-- RECORD SET follows --
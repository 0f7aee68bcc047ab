use std::io;
use std::path::PathBuf;

use thiserror::Error;

use crate::query::QueryError;

/// Crate-wide result alias.
pub type Result<T> = std::result::Result<T, GraphError>;

/// Top-level error surfaced by the recommenders and their collaborators.
#[derive(Debug, Error)]
pub enum GraphError {
    /// The graph store could not serve a query.
    #[error("gateway failure: {0}")]
    Gateway(#[from] GatewayError),
    /// A query was rejected before it reached the store.
    #[error("invalid query: {0}")]
    Query(#[from] QueryError),
    /// A result row lacked a column the caller projected.
    #[error("row is missing column '{0}'")]
    MissingColumn(String),
    /// A result column held a value of the wrong type.
    #[error("column '{column}' expected {expected}")]
    ColumnType {
        /// Column alias.
        column: String,
        /// Human-readable expected type.
        expected: &'static str,
    },
    /// Dataset file could not be read or written.
    #[error("I/O error on {path}: {source}")]
    Io {
        /// Offending path.
        path: PathBuf,
        /// Underlying error.
        source: io::Error,
    },
    /// Dataset JSON was malformed.
    #[error("serialization error: {0}")]
    Serialization(#[from] serde_json::Error),
    /// CSV import failed.
    #[error("csv error: {0}")]
    Csv(#[from] csv::Error),
    /// Dataset content is inconsistent (dangling reference, bad relation).
    #[error("invalid dataset: {0}")]
    InvalidDataset(String),
    /// Caller supplied an argument outside the accepted domain.
    #[error("invalid argument: {0}")]
    InvalidArgument(String),
}

impl GraphError {
    /// Returns true when the error originated in the graph store layer.
    pub fn is_gateway_failure(&self) -> bool {
        matches!(self, GraphError::Gateway(_))
    }

    pub(crate) fn io(path: impl Into<PathBuf>, source: io::Error) -> Self {
        GraphError::Io {
            path: path.into(),
            source,
        }
    }
}

/// Failures raised by a graph store session.
#[derive(Debug, Error, Clone, PartialEq, Eq)]
pub enum GatewayError {
    /// No session could be acquired from the store.
    #[error("session unavailable: {0}")]
    SessionUnavailable(String),
    /// The store accepted the session but failed to execute the query.
    #[error("query execution failed: {0}")]
    Execution(String),
}
//! Read-side lookups shared by the recommenders and the outer surfaces.

use std::collections::BTreeSet;

use serde::Serialize;
use tracing::debug;

use crate::error::Result;
use crate::gateway::GraphGateway;
use crate::index::CategoryKind;
use crate::model::{labels, rel, Item};
use crate::query::{QueryBuilder, Value};

/// Search hit.
#[derive(Clone, Debug, PartialEq, Eq, Serialize)]
#[serde(rename_all = "camelCase")]
pub struct ItemSummary {
    /// Stable item key.
    pub id: String,
    /// Display name.
    pub name: String,
    /// Release year, when recorded.
    pub release_year: Option<i64>,
}

/// Item and user lookups by stable key.
#[derive(Clone, Debug)]
pub struct ItemCatalog {
    gateway: GraphGateway,
}

impl ItemCatalog {
    /// Creates a catalog over `gateway`.
    pub fn new(gateway: GraphGateway) -> Self {
        Self { gateway }
    }

    /// Whether a `User` node with `user_id` exists.
    pub fn user_exists(&self, user_id: &str) -> Result<bool> {
        let query = QueryBuilder::new()
            .r#match(("u", labels::USER))
            .keyed("id", user_id)
            .select([("u.id", "userId")])
            .limit(1)
            .build()?;
        Ok(!self.gateway.run(&query)?.is_empty())
    }

    /// Display name of the item with `item_id`, or `None` when absent.
    pub fn item_name(&self, item_id: &str) -> Result<Option<String>> {
        let query = QueryBuilder::new()
            .r#match(("item", labels::ITEM))
            .keyed("id", item_id)
            .select([("item.name", "itemName")])
            .limit(1)
            .build()?;
        match self.gateway.run(&query)?.rows.first() {
            Some(row) => Ok(Some(row.opt_str("itemName")?.unwrap_or(item_id).to_owned())),
            None => Ok(None),
        }
    }

    /// Distinct ids of items the user LIKES or PLAYED.
    pub fn known_items(&self, user_id: &str) -> Result<BTreeSet<String>> {
        let query = QueryBuilder::new()
            .r#match(("u", labels::USER))
            .keyed("id", user_id)
            .where_edge([rel::LIKES, rel::PLAYED], ("item", labels::ITEM))
            .distinct()
            .select([("item.id", "itemId")])
            .build()?;
        self.gateway
            .run(&query)?
            .into_iter()
            .map(|row| row.str("itemId").map(str::to_owned))
            .collect()
    }

    /// Case-insensitive substring search on item names, ordered by name then id.
    pub fn search(&self, needle: &str, limit: usize) -> Result<Vec<ItemSummary>> {
        if limit == 0 {
            return Ok(Vec::new());
        }
        let query = QueryBuilder::new()
            .r#match(("item", labels::ITEM))
            .where_var("item", |p| {
                p.contains("name", needle);
            })
            .select([
                ("item.id", "itemId"),
                ("item.name", "itemName"),
                ("item.releaseYear", "releaseYear"),
            ])
            .order_by("itemName", false)
            .order_by("itemId", false)
            .limit(limit)
            .build()?;
        let hits = self
            .gateway
            .run(&query)?
            .into_iter()
            .map(|row| {
                Ok(ItemSummary {
                    id: row.str("itemId")?.to_owned(),
                    name: row.str("itemName")?.to_owned(),
                    release_year: row.opt_int("releaseYear")?,
                })
            })
            .collect::<Result<Vec<_>>>()?;
        debug!(needle, hits = hits.len(), "catalog search");
        Ok(hits)
    }

    /// Full item with its category sets, or `None` when absent.
    pub fn fetch_item(&self, item_id: &str) -> Result<Option<Item>> {
        let query = QueryBuilder::new()
            .r#match(("item", labels::ITEM))
            .keyed("id", item_id)
            .select([
                ("item.name", "itemName"),
                ("item.releaseYear", "releaseYear"),
                ("item.isMultiplayer", "isMultiplayer"),
            ])
            .limit(1)
            .build()?;
        let result = self.gateway.run(&query)?;
        let Some(row) = result.rows.first() else {
            return Ok(None);
        };

        let mut item = Item::new(item_id, row.opt_str("itemName")?.unwrap_or(item_id));
        item.release_year = row.opt_int("releaseYear")?.unwrap_or_default();
        item.is_multiplayer = row.opt_bool("isMultiplayer")?.unwrap_or_default();
        for kind in CategoryKind::ALL {
            let names = self.categories_of(item_id, kind)?;
            match kind {
                CategoryKind::Genre => item.genres = names,
                CategoryKind::Platform => item.platforms = names,
                CategoryKind::Developer => item.developers = names,
            }
        }
        Ok(Some(item))
    }

    fn categories_of(&self, item_id: &str, kind: CategoryKind) -> Result<BTreeSet<String>> {
        let query = QueryBuilder::new()
            .r#match(("item", labels::ITEM))
            .keyed("id", item_id)
            .where_edge(kind.relationship(), ("cat", kind.label()))
            .distinct()
            .select([("cat.name", "name")])
            .build()?;
        let mut names = BTreeSet::new();
        for row in self.gateway.run(&query)? {
            if let Some(Value::String(name)) = row.get("name") {
                names.insert(name.clone());
            }
        }
        Ok(names)
    }
}

#[cfg(test)]
mod tests {
    use super::*;
    use crate::gateway::MemoryGraph;
    use crate::model::PropertyValue;

    fn catalog() -> (MemoryGraph, ItemCatalog) {
        let graph = MemoryGraph::new();
        let zelda = graph.add_node(
            ["Item"],
            [
                ("id", PropertyValue::from("z")),
                ("name", PropertyValue::from("Zelda")),
                ("releaseYear", PropertyValue::from(1986_i64)),
            ],
        );
        graph.add_node(
            ["Item"],
            [
                ("id", PropertyValue::from("d")),
                ("name", PropertyValue::from("Zeldarian Tales")),
            ],
        );
        let adventure = graph.merge_node("Genre", "name", "Adventure");
        graph
            .add_edge(zelda, adventure, "BELONGS_TO_GENRE")
            .expect("edge");
        let user = graph.add_node(["User"], [("id", PropertyValue::from("u1"))]);
        graph.add_edge(user, zelda, "PLAYED").expect("edge");
        let catalog = ItemCatalog::new(GraphGateway::new(graph.clone()));
        (graph, catalog)
    }

    #[test]
    fn search_orders_by_name_and_limits() {
        let (_, catalog) = catalog();
        let hits = catalog.search("zELd", 10).expect("search");
        let names: Vec<&str> = hits.iter().map(|h| h.name.as_str()).collect();
        assert_eq!(names, vec!["Zelda", "Zeldarian Tales"]);
        assert_eq!(hits[0].release_year, Some(1986));
        assert_eq!(hits[1].release_year, None);
        assert_eq!(catalog.search("zeld", 1).expect("search").len(), 1);
    }

    #[test]
    fn fetch_item_collects_categories() {
        let (_, catalog) = catalog();
        let item = catalog.fetch_item("z").expect("fetch").expect("present");
        assert_eq!(item.name, "Zelda");
        assert_eq!(item.release_year, 1986);
        assert!(item.genres.contains("Adventure"));
        assert!(item.platforms.is_empty());
        assert!(catalog.fetch_item("missing").expect("fetch").is_none());
    }

    #[test]
    fn users_and_known_items() {
        let (_, catalog) = catalog();
        assert!(catalog.user_exists("u1").expect("lookup"));
        assert!(!catalog.user_exists("u2").expect("lookup"));
        assert_eq!(
            catalog.known_items("u1").expect("known"),
            BTreeSet::from(["z".to_owned()])
        );
    }
}
#![allow(missing_docs)]

use std::fmt;

use thiserror::Error;

/// Structured errors emitted while composing a query.
///
/// Every variant is raised by [`crate::query::QueryBuilder::build`] before a
/// query reaches any store, so a malformed composition never executes.
#[derive(Debug, Error, Clone, PartialEq, Eq)]
pub enum QueryError {
    /// No match clauses were supplied.
    #[error("query requires at least one MATCH clause")]
    EmptyMatches,
    /// A match variable was declared more than once with different constraints.
    #[error("duplicate match variable '{var}'")]
    DuplicateVariable { var: String },
    /// Referenced variable was never declared.
    #[error("unknown variable '{var}' referenced in {context}")]
    UnknownVariable { var: String, context: &'static str },
    /// An edge or property constraint was added before any node was matched.
    #[error("{context} requires an existing left variable")]
    MissingLeftVariable { context: &'static str },
    /// A pattern-local variable shadows an outer binding.
    #[error("pattern variable '{var}' shadows a matched variable")]
    PatternShadowsVariable { var: String },
    /// A predicate group was opened but nothing was added to it.
    #[error("predicate group must emit at least one predicate")]
    EmptyPredicateGroup,
    /// IN list normalized to zero entries.
    #[error("in() requires at least one literal")]
    InListEmpty,
    /// IN list mixed literal types.
    #[error("in() requires all values to share the same type")]
    InListMixedTypes,
    /// The query projects nothing.
    #[error("query must project at least one column")]
    EmptyProjection,
    /// Projection alias cannot be blank or whitespace-only.
    #[error("projection alias cannot be empty")]
    EmptyProjectionAlias,
    /// Two projections share an alias.
    #[error("duplicate projection alias '{alias}'")]
    DuplicateAlias { alias: String },
    /// ORDER BY references an alias that is not projected.
    #[error("order by references unknown alias '{alias}'")]
    UnknownOrderAlias { alias: String },
    /// A projection string was not of the form `var.prop`.
    #[error("projection '{spec}' must be of the form var.prop")]
    MalformedProjection { spec: String },
}

impl QueryError {
    /// Builds an [`QueryError::UnknownVariable`] for a specific context.
    pub fn unknown_var(var: impl Into<String>, context: &'static str) -> Self {
        QueryError::UnknownVariable {
            var: var.into(),
            context,
        }
    }

    /// Returns a machine-readable code for the error variant.
    pub fn code(&self) -> &'static str {
        match self {
            QueryError::EmptyMatches => "EmptyMatches",
            QueryError::DuplicateVariable { .. } => "DuplicateVariable",
            QueryError::UnknownVariable { .. } => "UnknownVariable",
            QueryError::MissingLeftVariable { .. } => "MissingLeftVariable",
            QueryError::PatternShadowsVariable { .. } => "PatternShadowsVariable",
            QueryError::EmptyPredicateGroup => "EmptyPredicateGroup",
            QueryError::InListEmpty => "InListEmpty",
            QueryError::InListMixedTypes => "TypeMismatch",
            QueryError::EmptyProjection => "EmptyProjection",
            QueryError::EmptyProjectionAlias => "EmptyProjectionAlias",
            QueryError::DuplicateAlias { .. } => "DuplicateAlias",
            QueryError::UnknownOrderAlias { .. } => "UnknownOrderAlias",
            QueryError::MalformedProjection { .. } => "MalformedProjection",
        }
    }
}

/// Convenience wrapper that formats query errors with their codes.
pub struct QueryErrorWithCode<'a>(pub &'a QueryError);

impl fmt::Display for QueryErrorWithCode<'_> {
    fn fmt(&self, f: &mut fmt::Formatter<'_>) -> fmt::Result {
        write!(f, "[{}] {}", self.0.code(), self.0)
    }
}
#[cfg(test)]
mod tests {
    use super::*;
    use crate::gateway::{GraphGateway, MemoryGraph};
    use crate::model::PropertyValue;
    use crate::query::{predicate, EdgeSpec, ProjectionSpec, QueryBuilder};

    fn sample() -> MemoryGraph {
        let graph = MemoryGraph::new();
        let item = |id: &str, name: &str| {
            graph.add_node(
                ["Item"],
                [("id", PropertyValue::from(id)), ("name", PropertyValue::from(name))],
            )
        };
        let a = item("a", "Alpha");
        let b = item("b", "Beta");
        let c = item("c", "Gamma");
        let rpg = graph.merge_node("Genre", "name", "RPG");
        let pc = graph.merge_node("Platform", "name", "PC");
        let user = graph.add_node(["User"], [("id", PropertyValue::from("u1"))]);
        for (from, to, rel) in [
            (a, rpg, "BELONGS_TO_GENRE"),
            (b, rpg, "BELONGS_TO_GENRE"),
            (a, pc, "AVAILABLE_ON"),
            (c, pc, "AVAILABLE_ON"),
            (user, a, "LIKES"),
            (user, a, "PLAYED"),
            (user, b, "PLAYED"),
        ] {
            graph.add_edge(from, to, rel).expect("edge");
        }
        graph
    }

    fn ids(gateway: &GraphGateway, ast: &QueryAst) -> Vec<String> {
        gateway
            .run(ast)
            .expect("query")
            .into_iter()
            .map(|row| row.str("itemId").expect("itemId").to_owned())
            .collect()
    }

    #[test]
    fn distinct_collapses_parallel_relationships() {
        let gateway = GraphGateway::new(sample());
        let ast = QueryBuilder::new()
            .r#match(("u", "User"))
            .keyed("id", "u1")
            .where_edge(["LIKES", "PLAYED"], ("item", "Item"))
            .distinct()
            .select([("item.id", "itemId")])
            .order_by("itemId", false)
            .build()
            .expect("query");
        assert_eq!(ids(&gateway, &ast), vec!["a", "b"]);
    }

    #[test]
    fn shared_attribute_paths_do_not_reuse_the_seed_edge() {
        let gateway = GraphGateway::new(sample());
        let ast = QueryBuilder::new()
            .r#match(("seed", "Item"))
            .keyed("id", "a")
            .bidirectional()
            .where_edge(EdgeSpec::any(), ("attr", None::<&str>))
            .bidirectional()
            .where_edge(EdgeSpec::any(), ("item", "Item"))
            .where_var("item", |p| {
                p.ne("id", "a");
            })
            .select([("item.id", "itemId")])
            .order_by("itemId", false)
            .build()
            .expect("query");
        // b through RPG and through u1 once per seed edge (LIKES, PLAYED); c through PC.
        assert_eq!(ids(&gateway, &ast), vec!["b", "b", "b", "c"]);
    }

    #[test]
    fn exists_filters_conjoin() {
        let gateway = GraphGateway::new(sample());
        let genre = predicate("item", |p| {
            p.exists("BELONGS_TO_GENRE", EdgeDirection::Out, ("g", "Genre"), |g| {
                g.in_list("name", ["RPG"]);
            });
        })
        .expect("genre");
        let platform = predicate("item", |p| {
            p.exists("AVAILABLE_ON", EdgeDirection::Out, ("pl", "Platform"), |pl| {
                pl.in_list("name", ["PC"]);
            });
        })
        .expect("platform");

        let query = |filters: Vec<BoolExpr>| {
            QueryBuilder::new()
                .r#match(("item", "Item"))
                .filters(filters)
                .select([("item.id", "itemId")])
                .order_by("itemId", false)
                .build()
                .expect("query")
        };
        assert_eq!(ids(&gateway, &query(vec![genre.clone()])), vec!["a", "b"]);
        assert_eq!(ids(&gateway, &query(vec![platform.clone()])), vec!["a", "c"]);
        assert_eq!(ids(&gateway, &query(vec![genre, platform])), vec!["a"]);
    }

    #[test]
    fn missing_properties_fail_every_comparison() {
        let graph = sample();
        graph.add_node(["Item"], [("id", PropertyValue::from("nameless"))]);
        let gateway = GraphGateway::new(graph);
        let ast = QueryBuilder::new()
            .r#match(("item", "Item"))
            .where_var("item", |p| {
                p.ne("name", "Alpha");
            })
            .select([("item.id", "itemId")])
            .order_by("itemId", false)
            .build()
            .expect("query");
        assert_eq!(ids(&gateway, &ast), vec!["b", "c"]);
    }

    #[test]
    fn contains_is_case_insensitive_and_limit_applies() {
        let gateway = GraphGateway::new(sample());
        let ast = QueryBuilder::new()
            .r#match(("item", "Item"))
            .where_var("item", |p| {
                p.contains("name", "A");
            })
            .select([("item.id", "itemId"), ("item.name", "itemName")])
            .order_by("itemName", true)
            .limit(2)
            .build()
            .expect("query");
        assert_eq!(ids(&gateway, &ast), vec!["c", "b"]);
    }

    #[test]
    fn labels_project_as_lists() {
        let gateway = GraphGateway::new(sample());
        let ast = QueryBuilder::new()
            .r#match(("g", "Genre"))
            .select([ProjectionSpec::labels("g", "labels")])
            .build()
            .expect("query");
        let rows = gateway.run(&ast).expect("rows");
        assert_eq!(rows.rows[0].strings("labels").expect("labels"), vec!["Genre"]);
    }

    #[test]
    fn unknown_labels_yield_no_rows() {
        let gateway = GraphGateway::new(sample());
        let ast = QueryBuilder::new()
            .r#match(("x", "Publisher"))
            .select([("x.name", "name")])
            .build()
            .expect("query");
        assert!(gateway.run(&ast).expect("rows").is_empty());
    }
}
-- RECORD SET concluded --
§ ACTIVITY
Pull out all lines from the listing that contain the string "matched".

§ SOLUTION TO THIS EXERCISE
    /// An edge or property constraint was added before any node was matched.
    #[error("pattern variable '{var}' shadows a matched variable")]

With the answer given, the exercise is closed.